Though she represented a spiritual-care response team, Sister Elaine Hollis found people too freshly removed from their nightmare to be very reflective.
Instead, the Sister of St. Joseph said, top priorities for survivors of Hurricane Katrina were locating loved ones; getting medical attention; and having sufficient shelter, clothing and food.
“(Spirituality) was nothing you could really force on people. People were still at the level of just basic needs, so the spiritual needs were just to be there with them,” Sister Hollis said. “You can’t move to other needs until those basic ones are met.”
Sister Hollis, who serves full time as chaplain at St. James Mercy Hospital in Hornell, volunteered in Louisiana from Sept. 9-22. She worked in conjunction with the American Red Cross through her membership in the National Association of Catholic Chaplains.
Her time was spent primarily in Baton Rouge, the state capital. She literally began ministering at the city’s airport, assisting a man who was trying to reunite with his family after having stayed behind in flood-ravaged New Orleans to protect his home. He had almost drowned when water engulfed the house.
“After spending two weeks helping rescue others and having made contact with his family for the first time the night before, he was anxious to get to them,” Sister Hollis recalled. “Looking in his eyes, one could see that he had been totally drained physically and emotionally by what he had seen and experienced.”
Sister Hollis then went to Baton Rouge’s River Center, an arena/convention complex that had been converted into a shelter facility for some 2,000 people following the late-August hurricane. While walking among the evacuees, Sister Hollis came upon such compelling scenes as a woman who was nine months pregnant and holding another child, and a woman who was trying to find her mother and four children, having “no idea where they were or if they had escaped the storm,” Sister Hollis said. “People were desperate to establish contact with loved ones. The way (Katrina) happened, people were split in all different directions.”
She added that many evacuees needed medical and psychological treatment, due either to pre-existing health conditions or effects of the storm. With possible epidemics lurking in the cramped shelter, evacuees were also being encouraged to get on-site vaccines.
These people waited in long lines for food and also needed fresh clothing; many still wore the same clothes from when they had fled Katrina. A great number simply passed the time in their small living spaces while Sister Hollis checked in on them.
“For these people, you had your cot located to the next person’s cot, next to the other 900 cots,” she remarked.
Sister Hollis met people who didn’t know how they’d get their next paycheck because “the company that was to issue it might be under water.” She observed that many other evacuees were just beginning to comprehend that they had lost homes and loved ones. In trying to help them understand what had happened and why, she sought to guide them toward “an answer that would bring them peace, or at least help them begin to come to some recognition that it was going to be a long process — that there would be good days and bad days.”

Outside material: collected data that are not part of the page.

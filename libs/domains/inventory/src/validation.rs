//! Field-level validation rules shared by the DTO derives.
//!
//! The original data-entry surface trims input before checking emptiness,
//! so a whitespace-only string is as invalid as an empty one.

use validator::ValidationError;

/// Reject strings that are empty or whitespace-only.
pub fn not_blank(value: &str) -> Result<(), ValidationError> {
    if value.trim().is_empty() {
        return Err(ValidationError::new("not_blank"));
    }
    Ok(())
}
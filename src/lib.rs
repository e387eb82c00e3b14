//! Semantic knowledge retrieval for a dementia-care conversational agent.
//!
//! carekg keeps a small personal knowledge base of the people and events in a
//! cared-for person's life, and grounds an LLM's answers in it. A free-text
//! query is embedded, matched against every node by cosine similarity, and
//! the best matches are expanded to their graph neighborhoods and rendered as
//! plain text for the model.
//!
//! # Architecture
//!
//! - **Graph**: typed person/event nodes and labeled directed edges, stored as
//!   explicit adjacency lists so rendering order is stable
//! - **Embeddings**: Ollama over HTTP, or an offline hashing provider
//! - **Index**: version-stamped per-node vectors, recomputed when a node changes
//! - **Tools**: a per-session registry exposing retrieval and event recording
//!   to the model, served over MCP stdio by the `carekg` binary
//!
//! # Modules
//!
//! - [`config`] — Configuration loading from TOML files and environment variables
//! - [`knowledge`] — Knowledge-base file format and graph construction
//! - [`graph`] — Node types, the knowledge graph, and text rendering
//! - [`embedding`] — Text-to-vector embedding providers
//! - [`retrieval`] — Embedding index, matcher, and the context retriever
//! - [`registry`] — LLM-callable tool registry
//! - [`session`] — Wiring a retriever's tools into a chat session
//! - [`observer`] — Hooks notified after graph mutations

pub mod config;
pub mod embedding;
pub mod error;
pub mod graph;
pub mod knowledge;
pub mod observer;
pub mod registry;
pub mod retrieval;
pub mod session;

pub use error::{Error, Result};
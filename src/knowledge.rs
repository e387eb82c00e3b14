//! Knowledge-base file: the people, events and connections a session starts from.
//!
//! ```toml
//! connections = [
//!     ["user", "loves", "alice", true],
//!     ["alice", "hasChild", "tom"],
//! ]
//!
//! [people.user]
//! name = "Margaret"
//! age = 81
//!
//! [people.alice]
//! name = "Alice"
//! age = 52
//! misc = { job = "nurse" }
//!
//! [events.bingo]
//! title = "Bingo"
//! description = "Weekly bingo at the community hall"
//! time = "15:00"
//! day = "Tuesday"
//! location = "Community hall"
//! ```

use std::collections::BTreeMap;
use std::path::Path;

use anyhow::{Context, Result};
use serde::Deserialize;

use crate::graph::types::{EventData, PersonData, USER_ID};
use crate::graph::{Connection, KnowledgeGraph};

#[derive(Debug, Clone, Default, Deserialize)]
#[serde(default)]
pub struct KnowledgeBase {
    pub people: BTreeMap<String, PersonData>,
    pub events: BTreeMap<String, EventData>,
    pub connections: Vec<Connection>,
}

impl KnowledgeBase {
    pub fn load(path: impl AsRef<Path>) -> Result<Self> {
        let path = path.as_ref();
        let contents = std::fs::read_to_string(path)
            .with_context(|| format!("failed to read knowledge base {}", path.display()))?;
        Self::parse(&contents)
            .with_context(|| format!("invalid knowledge base {}", path.display()))
    }

    pub fn parse(contents: &str) -> Result<Self> {
        toml::from_str(contents).context("failed to parse knowledge base TOML")
    }

    /// Build the session graph. The `user` person must be present.
    pub fn into_graph(self) -> Result<KnowledgeGraph> {
        anyhow::ensure!(
            self.people.contains_key(USER_ID),
            "knowledge base must define a person with id \"{USER_ID}\""
        );
        let graph = KnowledgeGraph::from_config(self.people, self.events, self.connections)?;
        Ok(graph)
    }
}
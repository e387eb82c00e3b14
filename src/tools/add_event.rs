//! MCP `add_event` tool parameter definition.

use schemars::JsonSchema;
use serde::{Deserialize, Serialize};

/// Parameters for the `add_event` MCP tool.
///
/// Participants must be existing node ids (see `retrieve_nodes`); unknown ids
/// are skipped and reported back in the result text.
#[derive(Debug, Serialize, Deserialize, JsonSchema)]
pub struct AddEventParams {
    #[schemars(description = "Ids of the nodes participating in the event. Call retrieve_nodes first.")]
    pub node_names: Vec<String>,

    #[schemars(description = "The relation from each participant to the event, e.g. 'attended'")]
    pub predicate: String,

    #[schemars(description = "Id of the event to add")]
    pub event: String,

    #[schemars(description = "Description of the event")]
    pub description: String,

    #[schemars(description = "Time of the event in 24h HH:MM format")]
    pub time: String,

    #[schemars(description = "Day of the week of the event, e.g. 'Saturday'")]
    pub day: String,

    #[schemars(description = "Location of the event")]
    pub location: String,
}
//! Agent session: one graph, one registry, one chat.
//!
//! [`AgentSession`] exposes the retriever's operations as tools in a fresh
//! [`ToolRegistry`] and starts the chat model with the initial context.

use std::sync::{Arc, Mutex, MutexGuard};

use anyhow::Result;
use serde_json::Value;

use crate::registry::{string_arg, string_list_arg, ParamType, Tool, ToolRegistry};
use crate::retrieval::Retriever;

/// LLM chat client. Implementations invoke the registry's tools by name while
/// answering and feed the results back into the conversation.
pub trait ChatModel {
    /// Begin a conversation with `context` appended to the system instruction.
    fn start(&mut self, context: &str, tools: &ToolRegistry) -> Result<()>;

    fn query(&mut self, prompt: &str) -> Result<String>;
}

pub type SharedRetriever = Arc<Mutex<Retriever>>;

pub fn lock(retriever: &SharedRetriever) -> Result<MutexGuard<'_, Retriever>> {
    retriever
        .lock()
        .map_err(|e| anyhow::anyhow!("retriever lock poisoned: {e}"))
}

pub struct AgentSession {
    retriever: SharedRetriever,
    registry: ToolRegistry,
}

impl AgentSession {
    pub fn new(retriever: Retriever) -> crate::Result<Self> {
        let retriever = Arc::new(Mutex::new(retriever));
        let mut registry = ToolRegistry::new();
        register_retriever_tools(&mut registry, &retriever)?;
        Ok(Self {
            retriever,
            registry,
        })
    }

    pub fn retriever(&self) -> &SharedRetriever {
        &self.retriever
    }

    pub fn registry(&self) -> &ToolRegistry {
        &self.registry
    }

    /// Build the initial context and start `chat` with this session's tools.
    pub fn start_chat(
        &self,
        chat: &mut dyn ChatModel,
        time: &str,
        day: &str,
        location: &str,
    ) -> Result<()> {
        let context = lock(&self.retriever)?.get_initial_context(time, day, location)?;
        tracing::info!(tools = self.registry.len(), "starting chat session");
        chat.start(&context, &self.registry)
    }
}

/// Register `retrieve_information`, `add_event` and `retrieve_nodes`.
pub fn register_retriever_tools(
    registry: &mut ToolRegistry,
    retriever: &SharedRetriever,
) -> crate::Result<()> {
    let r = Arc::clone(retriever);
    registry.register(
        Tool::new(
            "retrieve_information",
            "Retrieve information about the elder based on a query.",
            move |args| {
                let info = lock(&r)?
                    .retrieve_information(string_arg(args, "query"), string_arg(args, "category"))?;
                Ok(Value::String(info))
            },
        )
        .param("query", ParamType::String, "The description of the information to retrieve.")
        .optional(
            "category",
            ParamType::String,
            "The category of the nodes to search, one of 'PERSON', 'EVENT' or '' for all.",
        ),
    )?;

    let r = Arc::clone(retriever);
    registry.register(
        Tool::new(
            "add_event",
            "Add an event to the elder's knowledge graph. Every participating node name must be \
             one of the nodes returned by retrieve_nodes; always call retrieve_nodes first.",
            move |args| {
                let result = lock(&r)?.add_event(
                    &string_list_arg(args, "node_names"),
                    string_arg(args, "predicate"),
                    string_arg(args, "event"),
                    string_arg(args, "description"),
                    string_arg(args, "time"),
                    string_arg(args, "day"),
                    string_arg(args, "location"),
                );
                Ok(Value::String(result))
            },
        )
        .param(
            "node_names",
            ParamType::list_of(ParamType::String),
            "Ids of the nodes participating in the event.",
        )
        .param("predicate", ParamType::String, "The relation, e.g. 'attended' or 'hosted'.")
        .param("event", ParamType::String, "Id of the event to add.")
        .param("description", ParamType::String, "Description of the event.")
        .param("time", ParamType::String, "Time of the event, HH:MM.")
        .param("day", ParamType::String, "Day of the week of the event.")
        .param("location", ParamType::String, "Location of the event."),
    )?;

    let r = Arc::clone(retriever);
    registry.register(Tool::new(
        "retrieve_nodes",
        "Return the ids of all existing nodes in the knowledge graph.",
        move |_| Ok(serde_json::to_value(lock(&r)?.retrieve_nodes())?),
    ))?;

    Ok(())
}
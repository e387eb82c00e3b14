//! MCP `initial_context` tool parameter definition.

use schemars::JsonSchema;
use serde::{Deserialize, Serialize};

/// Parameters for the `initial_context` MCP tool. Omitted fields fall back to
/// the `[session]` section of the config.
#[derive(Debug, Serialize, Deserialize, JsonSchema)]
pub struct InitialContextParams {
    #[schemars(description = "Current time in 24h HH:MM format")]
    pub time: Option<String>,

    #[schemars(description = "Current day of the week, e.g. 'Monday'")]
    pub day: Option<String>,

    #[schemars(description = "Where the user currently is, e.g. 'Living Room'")]
    pub location: Option<String>,
}
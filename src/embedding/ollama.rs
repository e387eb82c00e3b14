//! Ollama embedding provider.
//!
//! Implements [`EmbeddingProvider`] against a local Ollama server:
//! `POST /api/embed` for vectors and `POST /api/pull` to fetch the model.
//!
//! Uses the blocking `reqwest` client. It must be built and used off the
//! async runtime's worker threads (inside `spawn_blocking` or plain sync code).

use std::sync::OnceLock;
use std::time::Duration;

use anyhow::{Context, Result};
use serde::{Deserialize, Serialize};

use super::EmbeddingProvider;
use crate::config::EmbeddingConfig;

const EMBED_TIMEOUT: Duration = Duration::from_secs(60);

/// Pulling a model downloads hundreds of megabytes.
const PULL_TIMEOUT: Duration = Duration::from_secs(30 * 60);

pub struct OllamaEmbeddingProvider {
    client: reqwest::blocking::Client,
    base_url: String,
    model: String,
    /// Set once the model is known to be present.
    pulled: OnceLock<()>,
}

#[derive(Serialize)]
struct EmbedRequest<'a> {
    model: &'a str,
    input: &'a [&'a str],
}

#[derive(Deserialize)]
struct EmbedResponse {
    embeddings: Vec<Vec<f32>>,
}

#[derive(Serialize)]
struct PullRequest<'a> {
    model: &'a str,
    stream: bool,
}

#[derive(Deserialize)]
struct PullResponse {
    status: String,
}

impl OllamaEmbeddingProvider {
    pub fn new(config: &EmbeddingConfig) -> Result<Self> {
        let client = reqwest::blocking::Client::builder()
            .timeout(EMBED_TIMEOUT)
            .build()
            .context("failed to build HTTP client")?;

        Ok(Self {
            client,
            base_url: config.base_url.trim_end_matches('/').to_string(),
            model: config.model.clone(),
            pulled: OnceLock::new(),
        })
    }

    fn url(&self, path: &str) -> String {
        format!("{}{path}", self.base_url)
    }
}

impl EmbeddingProvider for OllamaEmbeddingProvider {
    fn embed(&self, text: &str) -> Result<Vec<f32>> {
        self.embed_batch(&[text])?
            .into_iter()
            .next()
            .context("Ollama returned no embedding")
    }

    fn embed_batch(&self, texts: &[&str]) -> Result<Vec<Vec<f32>>> {
        if texts.is_empty() {
            return Ok(vec![]);
        }

        let response = self
            .client
            .post(self.url("/api/embed"))
            .json(&EmbedRequest {
                model: &self.model,
                input: texts,
            })
            .send()
            .with_context(|| format!("Ollama not reachable at {}", self.base_url))?;

        let status = response.status();
        if !status.is_success() {
            let body = response.text().unwrap_or_default();
            anyhow::bail!("Ollama embed returned HTTP {status}: {body}");
        }

        let parsed: EmbedResponse = response
            .json()
            .context("failed to parse Ollama embed response")?;

        anyhow::ensure!(
            parsed.embeddings.len() == texts.len(),
            "Ollama returned {} embeddings for {} inputs",
            parsed.embeddings.len(),
            texts.len()
        );
        Ok(parsed.embeddings)
    }

    fn ensure_model_available(&self) -> Result<()> {
        if self.pulled.get().is_some() {
            return Ok(());
        }

        tracing::info!(model = %self.model, "pulling embedding model");
        let response = self
            .client
            .post(self.url("/api/pull"))
            .timeout(PULL_TIMEOUT)
            .json(&PullRequest {
                model: &self.model,
                stream: false,
            })
            .send()
            .with_context(|| format!("Ollama not reachable at {}", self.base_url))?;

        let status = response.status();
        if !status.is_success() {
            let body = response.text().unwrap_or_default();
            anyhow::bail!("pulling model {} failed with HTTP {status}: {body}", self.model);
        }

        let parsed: PullResponse = response
            .json()
            .context("failed to parse Ollama pull response")?;
        tracing::info!(model = %self.model, status = %parsed.status, "embedding model ready");

        let _ = self.pulled.set(());
        Ok(())
    }

    fn model(&self) -> &str {
        &self.model
    }
}

#[cfg(test)]
mod tests {
    use super::*;

    fn test_config() -> EmbeddingConfig {
        EmbeddingConfig {
            provider: "ollama".into(),
            base_url: "http://localhost:11434/".into(),
            ..EmbeddingConfig::default()
        }
    }

    #[test]
    fn base_url_trailing_slash_is_trimmed() {
        let provider = OllamaEmbeddingProvider::new(&test_config()).unwrap();
        assert_eq!(provider.url("/api/embed"), "http://localhost:11434/api/embed");
    }

    #[test]
    fn embed_request_shape() {
        let body = serde_json::to_value(EmbedRequest {
            model: "nomic-embed-text",
            input: &["a", "b"],
        })
        .unwrap();
        assert_eq!(body, serde_json::json!({"model": "nomic-embed-text", "input": ["a", "b"]}));
    }

    #[test]
    #[ignore] // Requires a running Ollama server — run with: cargo test -- --ignored
    fn embed_against_local_server() {
        let provider = OllamaEmbeddingProvider::new(&test_config()).unwrap();
        provider.ensure_model_available().unwrap();
        let v = provider.embed("Hello world").unwrap();
        assert!(!v.is_empty());
    }
}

After a two-day stint in the shelter, Sister Hollis spent several more days volunteering at a call center that had been established in an effort to link families with their missing loved ones who may or may not have survived the hurricane.
“It was nice to call people and have the missing person actually answer the phone. But that wasn’t always the situation,” she said, adding that due to the large volume of missing persons’ reports generated, “it is easy to see that for many months people will be making phone calls and families will remain in the dark about the ultimate fate of their loved ones.”
Less than three months earlier, Sister Hollis noted, she had taken a disaster-response course during which she was trained to fill out the same type of paperwork she ultimately used in Louisiana.
“Little could I have imagined,” she remarked.
Sister Hollis said she was impressed by the strong ecumenical support from Baton Rouge-area churches, many of which lent shelter space, made meals and did laundry. She also lauded the presence of the Red Cross, saying the organization had set up some 650 shelters across the vast area affected by Katrina.
“The response has been incredible, incredible. Wow, this was massive,” she exclaimed.
Physical evidence of Katrina was comparatively mild in the Baton Rouge region, with downed trees being about the only telltale signs. Yet Sister Hollis ended up ministering to some Red Cross workers who had been in New Orleans and returned to Baton Rouge overwhelmed.
“The volunteers had needs after seeing the damage,” she said.
This was not Sister Hollis’ first response to a national disaster. She traveled to New York City after Sept. 11, 2001, assisting families affected by the terrorist attacks. She also spent two weeks last year in Pensacola, Fla., helping people whose homes had been damaged by hurricanes.
Her ministry in Louisiana, she said, “felt like it was a drop in the rainstorm, but every drop counts.”
There was at least one indirect casualty of Hurricane Katrina — Sister Hollis herself, who tripped in a Baton Rouge parking lot and broke her arm. The mishap prematurely ended her stay, and she returned home a couple of days earlier than planned — which enabled her to miss Hurricane Rita as a result.
Back on the job at St. James Mercy, Sister Hollis considers herself quite fortunate, injury notwithstanding.
“I’m not making much of this broken arm. This is small, this is tiny — nothing compared to what those folks were dealing with,” she said.